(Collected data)
/---

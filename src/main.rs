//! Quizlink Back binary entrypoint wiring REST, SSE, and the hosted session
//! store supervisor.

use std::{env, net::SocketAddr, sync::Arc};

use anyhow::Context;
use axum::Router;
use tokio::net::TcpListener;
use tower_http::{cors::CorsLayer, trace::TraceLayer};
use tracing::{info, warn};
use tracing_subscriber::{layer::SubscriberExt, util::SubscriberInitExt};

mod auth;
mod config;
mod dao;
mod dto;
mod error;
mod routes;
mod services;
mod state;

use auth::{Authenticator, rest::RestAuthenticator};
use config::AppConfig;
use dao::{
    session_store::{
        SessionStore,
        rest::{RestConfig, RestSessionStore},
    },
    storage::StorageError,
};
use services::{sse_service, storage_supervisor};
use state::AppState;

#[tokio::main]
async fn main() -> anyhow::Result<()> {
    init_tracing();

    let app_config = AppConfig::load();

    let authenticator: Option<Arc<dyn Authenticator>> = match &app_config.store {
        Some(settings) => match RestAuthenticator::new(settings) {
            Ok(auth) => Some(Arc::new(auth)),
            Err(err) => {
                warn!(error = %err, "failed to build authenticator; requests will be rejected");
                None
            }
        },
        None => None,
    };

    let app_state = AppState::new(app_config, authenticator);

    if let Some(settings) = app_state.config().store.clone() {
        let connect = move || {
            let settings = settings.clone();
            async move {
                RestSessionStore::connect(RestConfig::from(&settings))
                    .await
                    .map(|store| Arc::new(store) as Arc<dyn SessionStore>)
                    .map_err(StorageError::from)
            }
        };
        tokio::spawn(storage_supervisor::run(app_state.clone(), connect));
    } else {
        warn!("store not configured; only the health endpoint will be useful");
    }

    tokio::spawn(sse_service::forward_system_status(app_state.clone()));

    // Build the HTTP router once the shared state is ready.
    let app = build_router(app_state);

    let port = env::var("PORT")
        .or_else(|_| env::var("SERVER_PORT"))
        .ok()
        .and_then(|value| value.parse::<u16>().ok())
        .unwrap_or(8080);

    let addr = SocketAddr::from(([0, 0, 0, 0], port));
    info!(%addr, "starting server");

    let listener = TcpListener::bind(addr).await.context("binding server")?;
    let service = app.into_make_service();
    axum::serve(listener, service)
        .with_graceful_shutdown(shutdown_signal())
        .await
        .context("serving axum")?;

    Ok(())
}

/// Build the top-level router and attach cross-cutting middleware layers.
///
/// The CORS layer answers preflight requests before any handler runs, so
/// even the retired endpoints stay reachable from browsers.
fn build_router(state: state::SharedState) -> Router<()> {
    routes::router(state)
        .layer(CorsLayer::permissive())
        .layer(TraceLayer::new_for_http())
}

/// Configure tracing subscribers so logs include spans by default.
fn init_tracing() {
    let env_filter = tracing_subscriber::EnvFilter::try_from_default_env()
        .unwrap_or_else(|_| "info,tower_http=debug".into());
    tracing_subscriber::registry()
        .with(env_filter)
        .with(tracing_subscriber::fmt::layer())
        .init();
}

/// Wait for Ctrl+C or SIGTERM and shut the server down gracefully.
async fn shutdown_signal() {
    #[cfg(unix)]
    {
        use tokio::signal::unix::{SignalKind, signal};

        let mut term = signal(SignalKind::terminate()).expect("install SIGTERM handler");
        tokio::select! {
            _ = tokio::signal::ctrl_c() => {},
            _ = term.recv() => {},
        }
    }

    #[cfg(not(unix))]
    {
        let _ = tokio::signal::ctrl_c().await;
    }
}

\---
/---

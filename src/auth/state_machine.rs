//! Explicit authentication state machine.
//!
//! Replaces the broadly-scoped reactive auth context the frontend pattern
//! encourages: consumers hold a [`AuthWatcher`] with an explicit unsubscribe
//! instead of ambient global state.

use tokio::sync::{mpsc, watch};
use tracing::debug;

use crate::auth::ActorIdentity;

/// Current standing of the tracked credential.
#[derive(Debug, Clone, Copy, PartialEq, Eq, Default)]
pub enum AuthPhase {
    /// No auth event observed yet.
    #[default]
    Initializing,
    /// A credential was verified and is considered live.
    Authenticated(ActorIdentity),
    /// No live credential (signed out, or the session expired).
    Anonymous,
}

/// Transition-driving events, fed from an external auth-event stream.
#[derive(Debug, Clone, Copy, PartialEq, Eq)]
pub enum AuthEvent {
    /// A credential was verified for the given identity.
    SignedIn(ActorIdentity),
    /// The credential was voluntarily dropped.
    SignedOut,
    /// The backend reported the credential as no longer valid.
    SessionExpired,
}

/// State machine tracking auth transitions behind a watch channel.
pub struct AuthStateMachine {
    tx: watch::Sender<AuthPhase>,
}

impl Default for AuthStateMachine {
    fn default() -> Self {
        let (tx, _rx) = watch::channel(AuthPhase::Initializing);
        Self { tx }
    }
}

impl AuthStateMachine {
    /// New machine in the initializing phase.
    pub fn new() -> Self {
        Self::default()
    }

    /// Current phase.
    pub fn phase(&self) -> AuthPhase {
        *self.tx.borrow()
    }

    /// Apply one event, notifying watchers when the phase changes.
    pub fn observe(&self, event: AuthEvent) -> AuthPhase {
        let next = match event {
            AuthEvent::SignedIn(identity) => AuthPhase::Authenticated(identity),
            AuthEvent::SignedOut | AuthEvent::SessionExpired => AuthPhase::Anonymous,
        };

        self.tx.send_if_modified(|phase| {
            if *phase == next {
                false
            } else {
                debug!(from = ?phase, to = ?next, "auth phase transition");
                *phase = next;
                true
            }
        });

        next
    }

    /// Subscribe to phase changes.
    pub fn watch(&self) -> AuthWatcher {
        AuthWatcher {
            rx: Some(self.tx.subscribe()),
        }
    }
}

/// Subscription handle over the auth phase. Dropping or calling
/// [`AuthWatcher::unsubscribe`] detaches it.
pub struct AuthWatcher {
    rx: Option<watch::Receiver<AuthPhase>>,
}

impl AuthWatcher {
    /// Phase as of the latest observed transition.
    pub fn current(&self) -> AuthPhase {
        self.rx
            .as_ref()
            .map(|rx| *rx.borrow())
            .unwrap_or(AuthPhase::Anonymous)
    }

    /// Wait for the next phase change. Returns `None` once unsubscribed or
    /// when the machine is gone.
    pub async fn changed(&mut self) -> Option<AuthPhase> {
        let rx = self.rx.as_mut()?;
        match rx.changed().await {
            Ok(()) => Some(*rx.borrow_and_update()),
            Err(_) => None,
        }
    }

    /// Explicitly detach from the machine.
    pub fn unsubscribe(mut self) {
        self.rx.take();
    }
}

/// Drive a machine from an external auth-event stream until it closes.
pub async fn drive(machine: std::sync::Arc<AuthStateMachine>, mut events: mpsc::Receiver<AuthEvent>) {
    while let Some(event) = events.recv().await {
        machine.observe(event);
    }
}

\---

▶ DESCRIPTION OF THE TASK
All lines with the word "axum" are needed; pull them from the entries and copy each.

▶ RESULT BELOW
use axum::Router;
    axum::serve(listener, service)
        .context("serving axum")?;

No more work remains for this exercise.